[REQUIREMENT] Locate every line in the records below that holds the word "generation" and return each one.

○ ○ ○ ○

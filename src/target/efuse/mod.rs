//! eFuse block and field definitions for all target devices.
//!
//! A [EfuseLayout] describes everything needed to read and program the eFuses
//! of one chip: the blocks and their register addresses, the named fields
//! within those blocks, and the registers of the eFuse controller.

use bitflags::bitflags;
use strum::Display;

use super::Chip;

pub mod esp32;
pub mod esp32c3;
pub mod esp32h2;
pub mod esp32s2;
pub mod esp32s3;
pub mod esp32s3beta2;

/// A block of eFuses
#[derive(Debug, Clone, Copy, PartialEq, Eq)]
pub struct EfuseBlock {
    /// Index of the block.
    pub index: u8,
    /// Primary name of the block, e.g. `BLOCK_KEY0`.
    pub name: &'static str,
    /// Alternative names accepted on the command line.
    pub aliases: &'static [&'static str],
    /// Number of registers that this block contains.
    ///
    /// Each register is a single 4-byte word.
    pub length: u8,
    /// Read address for this eFuse block.
    pub read_address: u32,
    /// Address of the first programming register for this eFuse block.
    pub write_address: u32,
    /// Bit in `WR_DIS` which write protects the whole block.
    pub write_disable: Option<u8>,
    /// Bit in `RD_DIS` which read protects the whole block.
    pub read_disable: Option<u8>,
}

impl EfuseBlock {
    /// Whether `name` refers to this block, ignoring case
    pub fn is_named(&self, name: &str) -> bool {
        self.name.eq_ignore_ascii_case(name)
            || self.aliases.iter().any(|a| a.eq_ignore_ascii_case(name))
    }

    /// Size of the block in bytes
    pub fn size(&self) -> usize {
        self.length as usize * 4
    }
}

/// How the value of a field is presented and parsed
#[derive(Debug, Clone, Copy, PartialEq, Eq, Display)]
pub enum FieldKind {
    /// A single bit flag
    #[strum(serialize = "bool")]
    Bool,
    /// An unsigned integer of up to 64 bits
    #[strum(serialize = "uint")]
    Uint,
    /// A raw byte sequence, e.g. a key or a digest
    #[strum(serialize = "bytes")]
    Bytes,
    /// A 6-byte MAC address
    #[strum(serialize = "mac")]
    Mac,
}

/// Group a field is listed under in the summary
#[derive(Debug, Clone, Copy, PartialEq, Eq, PartialOrd, Ord, Display)]
pub enum Category {
    #[strum(serialize = "Efuse fuses")]
    Efuse,
    #[strum(serialize = "Identity fuses")]
    Identity,
    #[strum(serialize = "Config fuses")]
    Config,
    #[strum(serialize = "Flash voltage (VDD_SDIO) fuses")]
    FlashVoltage,
    #[strum(serialize = "Security fuses")]
    Security,
    #[strum(serialize = "Calibration fuses")]
    Calibration,
    #[strum(serialize = "User fuses")]
    User,
}

/// A named eFuse field which can be read from and burned to a target device.
#[derive(Debug, Clone, Copy, PartialEq, Eq)]
pub struct EfuseField {
    /// Name of the field, e.g. `DIS_USB_JTAG`.
    pub name: &'static str,
    /// The block in which the field is located.
    pub block: u32,
    /// The word offset of the field.
    pub word: u32,
    /// The bit offset of the start of the field, counted from the start of
    /// the block.
    pub bit_start: u32,
    /// The bit width of the field.
    pub bit_count: u32,
    pub kind: FieldKind,
    pub category: Category,
    /// Bit in `WR_DIS` which write protects this field.
    pub write_disable: Option<u8>,
    /// Bit in `RD_DIS` which read protects this field.
    pub read_disable: Option<u8>,
}

impl EfuseField {
    /// Creates a new eFuse field definition.
    ///
    /// Single bit fields are flags, fields of up to 64 bits are integers, and
    /// anything wider is a byte sequence.
    pub const fn new(
        name: &'static str,
        block: u32,
        word: u32,
        bit_start: u32,
        bit_count: u32,
    ) -> Self {
        let kind = if bit_count == 1 {
            FieldKind::Bool
        } else if bit_count <= 64 {
            FieldKind::Uint
        } else {
            FieldKind::Bytes
        };

        Self {
            name,
            block,
            word,
            bit_start,
            bit_count,
            kind,
            category: Category::Config,
            write_disable: None,
            read_disable: None,
        }
    }

    pub const fn kind(self, kind: FieldKind) -> Self {
        Self { kind, ..self }
    }

    pub const fn category(self, category: Category) -> Self {
        Self { category, ..self }
    }

    pub const fn wr_dis(self, bit: u8) -> Self {
        Self {
            write_disable: Some(bit),
            ..self
        }
    }

    pub const fn rd_dis(self, bit: u8) -> Self {
        Self {
            read_disable: Some(bit),
            ..self
        }
    }

    /// Number of bytes needed to hold the value of the field
    pub fn byte_len(&self) -> usize {
        self.bit_count.div_ceil(8) as usize
    }
}

bitflags! {
    /// Commands understood by the eFuse controller command register
    #[derive(Debug, Clone, Copy, PartialEq, Eq)]
    pub struct ControllerCommand: u32 {
        /// Reload the eFuse values into the read registers
        const READ = 0x1;
        /// Program the values held in the write registers
        const PGM = 0x2;
    }
}

/// The eFuse controller of a chip
#[derive(Debug, Clone, Copy, PartialEq, Eq)]
pub struct Controller {
    pub conf_reg: u32,
    pub status_reg: u32,
    pub cmd_reg: u32,
    pub write_op_code: u32,
    pub read_op_code: u32,
    /// Registers holding Reed-Solomon check values, if blocks use them
    pub check_value_reg: Option<u32>,
    /// Whether the program command selects the block to burn
    pub block_select: bool,
}

impl Controller {
    /// Value to write to the command register to program `block`
    pub fn program_command(&self, block: u8) -> u32 {
        if self.block_select {
            ControllerCommand::PGM.bits() | ((block as u32) << 2)
        } else {
            ControllerCommand::PGM.bits()
        }
    }

    /// Value to write to the command register to reload the read registers
    pub fn read_command(&self) -> u32 {
        ControllerCommand::READ.bits()
    }
}

/// How the coding scheme of a block is determined
#[derive(Debug, Clone, Copy, PartialEq, Eq)]
pub enum CodingRule {
    /// The `CODING_SCHEME` field of block 0 selects the scheme of blocks 1-3
    Configurable,
    /// All blocks but block 0 are protected by Reed-Solomon check values
    ReedSolomon,
}

/// Encoding applied to the data of a block when it is programmed
#[derive(Debug, Clone, Copy, PartialEq, Eq, Display)]
pub enum CodingScheme {
    #[strum(serialize = "None")]
    None,
    #[strum(serialize = "3/4")]
    ThreeQuarters,
    #[strum(serialize = "Repeat")]
    Repeat,
    #[strum(serialize = "RS")]
    ReedSolomon,
}

impl CodingScheme {
    /// Decode the value of the ESP32 `CODING_SCHEME` field
    pub fn from_field(value: u64) -> Self {
        match value {
            0 | 3 => CodingScheme::None,
            1 => CodingScheme::ThreeQuarters,
            _ => CodingScheme::Repeat,
        }
    }

    /// Whether data can only be burned into an empty block
    pub fn is_coded(&self) -> bool {
        !matches!(self, CodingScheme::None)
    }
}

/// Fields burned by `set-flash-voltage`
#[derive(Debug, Clone, Copy, PartialEq, Eq)]
pub struct FlashVoltageFields {
    /// Overrides the voltage selected by the strapping pin
    pub force: &'static str,
    /// Enables the internal regulator
    pub regulator: &'static str,
    /// Selects 3.3V instead of 1.8V
    pub tieh: &'static str,
}

/// The complete eFuse register map of a chip
#[derive(Debug)]
pub struct EfuseLayout {
    pub chip: Chip,
    pub blocks: &'static [EfuseBlock],
    pub fields: &'static [EfuseField],
    pub controller: Controller,
    pub coding: CodingRule,
    /// Start of the eFuse register window
    pub mem_base: u32,
    /// Size of the eFuse register window in bytes
    pub mem_size: u32,
    pub flash_voltage: Option<FlashVoltageFields>,
}

impl EfuseLayout {
    pub fn block(&self, index: u8) -> Option<&'static EfuseBlock> {
        self.blocks.iter().find(|b| b.index == index)
    }

    /// Look up a block by name, alias or index
    pub fn find_block(&self, name: &str) -> Option<&'static EfuseBlock> {
        match name.parse::<u8>() {
            Ok(index) => self.block(index),
            Err(_) => self.blocks.iter().find(|b| b.is_named(name)),
        }
    }

    /// Look up a field by name, ignoring case
    pub fn field(&self, name: &str) -> Option<&'static EfuseField> {
        self.fields.iter().find(|f| f.name.eq_ignore_ascii_case(name))
    }

    pub fn field_names(&self) -> impl Iterator<Item = &'static str> {
        self.fields.iter().map(|f| f.name)
    }

    /// Bit of `WR_DIS` protecting `field`, falling back to its block
    pub fn write_disable_bit(&self, field: &EfuseField) -> Option<u8> {
        field
            .write_disable
            .or_else(|| self.block(field.block as u8).and_then(|b| b.write_disable))
    }

    /// Bit of `RD_DIS` protecting `field`, falling back to its block
    pub fn read_disable_bit(&self, field: &EfuseField) -> Option<u8> {
        field
            .read_disable
            .or_else(|| self.block(field.block as u8).and_then(|b| b.read_disable))
    }

    /// Whether `address` lies inside the eFuse register window
    pub fn contains(&self, address: u32) -> bool {
        address >= self.mem_base && address < self.mem_base + self.mem_size
    }
}

/// Block table shared by all chips with the second generation controller.
///
/// Every block is programmed through the same `PGM_DATA` registers starting
/// at `base`.
pub(crate) const fn blocks_v2(base: u32) -> [EfuseBlock; 11] {
    #[allow(clippy::too_many_arguments)]
    const fn block(
        index: u8,
        name: &'static str,
        aliases: &'static [&'static str],
        length: u8,
        read_offset: u32,
        base: u32,
        write_disable: Option<u8>,
        read_disable: Option<u8>,
    ) -> EfuseBlock {
        EfuseBlock {
            index,
            name,
            aliases,
            length,
            read_address: base + read_offset,
            write_address: base,
            write_disable,
            read_disable,
        }
    }

    [
        block(0, "BLOCK0", &[], 6, 0x2c, base, None, None),
        block(1, "MAC_SPI_8M_0", &["BLOCK1"], 6, 0x44, base, Some(20), None),
        block(2, "BLOCK_SYS_DATA", &["BLOCK2"], 8, 0x5c, base, Some(21), None),
        block(3, "BLOCK_USR_DATA", &["BLOCK3"], 8, 0x7c, base, Some(22), None),
        block(4, "BLOCK_KEY0", &["BLOCK4"], 8, 0x9c, base, Some(23), Some(0)),
        block(5, "BLOCK_KEY1", &["BLOCK5"], 8, 0xbc, base, Some(24), Some(1)),
        block(6, "BLOCK_KEY2", &["BLOCK6"], 8, 0xdc, base, Some(25), Some(2)),
        block(7, "BLOCK_KEY3", &["BLOCK7"], 8, 0xfc, base, Some(26), Some(3)),
        block(8, "BLOCK_KEY4", &["BLOCK8"], 8, 0x11c, base, Some(27), Some(4)),
        block(9, "BLOCK_KEY5", &["BLOCK9"], 8, 0x13c, base, Some(28), Some(5)),
        block(10, "BLOCK_SYS_DATA2", &["BLOCK10"], 8, 0x15c, base, Some(29), Some(6)),
    ]
}

/// Controller registers shared by all chips with the second generation
/// controller.
pub(crate) const fn controller_v2(base: u32) -> Controller {
    Controller {
        conf_reg: base + 0x1cc,
        status_reg: base + 0x1d0,
        cmd_reg: base + 0x1d4,
        write_op_code: 0x5a5a,
        read_op_code: 0x5aa5,
        check_value_reg: Some(base + 0x20),
        block_select: true,
    }
}

/// Size of the register window of the second generation controller
pub(crate) const MEM_SIZE_V2: u32 = 0x200;

/// Builds the field table of a second generation chip: the given block 0
/// fields followed by the fields of blocks 1-10, which all of these chips
/// share.
///
/// The key blocks are listed as whole-block fields so that they can be read,
/// burned and protected by name.
macro_rules! v2_fields {
    ($($field:expr),* $(,)?) => {
        &[
            $($field,)*
            $crate::target::efuse::EfuseField::new("MAC", 1, 0, 0, 48)
                .kind($crate::target::efuse::FieldKind::Mac)
                .category($crate::target::efuse::Category::Identity)
                .wr_dis(20),
            $crate::target::efuse::EfuseField::new("OPTIONAL_UNIQUE_ID", 2, 0, 0, 128)
                .category($crate::target::efuse::Category::Identity)
                .wr_dis(21),
            $crate::target::efuse::EfuseField::new("BLOCK_USR_DATA", 3, 0, 0, 256)
                .category($crate::target::efuse::Category::User)
                .wr_dis(22),
            $crate::target::efuse::EfuseField::new("BLOCK_KEY0", 4, 0, 0, 256)
                .category($crate::target::efuse::Category::Security)
                .wr_dis(23)
                .rd_dis(0),
            $crate::target::efuse::EfuseField::new("BLOCK_KEY1", 5, 0, 0, 256)
                .category($crate::target::efuse::Category::Security)
                .wr_dis(24)
                .rd_dis(1),
            $crate::target::efuse::EfuseField::new("BLOCK_KEY2", 6, 0, 0, 256)
                .category($crate::target::efuse::Category::Security)
                .wr_dis(25)
                .rd_dis(2),
            $crate::target::efuse::EfuseField::new("BLOCK_KEY3", 7, 0, 0, 256)
                .category($crate::target::efuse::Category::Security)
                .wr_dis(26)
                .rd_dis(3),
            $crate::target::efuse::EfuseField::new("BLOCK_KEY4", 8, 0, 0, 256)
                .category($crate::target::efuse::Category::Security)
                .wr_dis(27)
                .rd_dis(4),
            $crate::target::efuse::EfuseField::new("BLOCK_KEY5", 9, 0, 0, 256)
                .category($crate::target::efuse::Category::Security)
                .wr_dis(28)
                .rd_dis(5),
            $crate::target::efuse::EfuseField::new("BLOCK_SYS_DATA2", 10, 0, 0, 256)
                .category($crate::target::efuse::Category::User)
                .wr_dis(29)
                .rd_dis(6),
        ]
    };
}

pub(crate) use v2_fields;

○ ○ ○ ○

[RESULT BELOW]
/// Block table shared by all chips with the second generation controller.
/// Controller registers shared by all chips with the second generation
/// Size of the register window of the second generation controller
/// Builds the field table of a second generation chip: the given block 0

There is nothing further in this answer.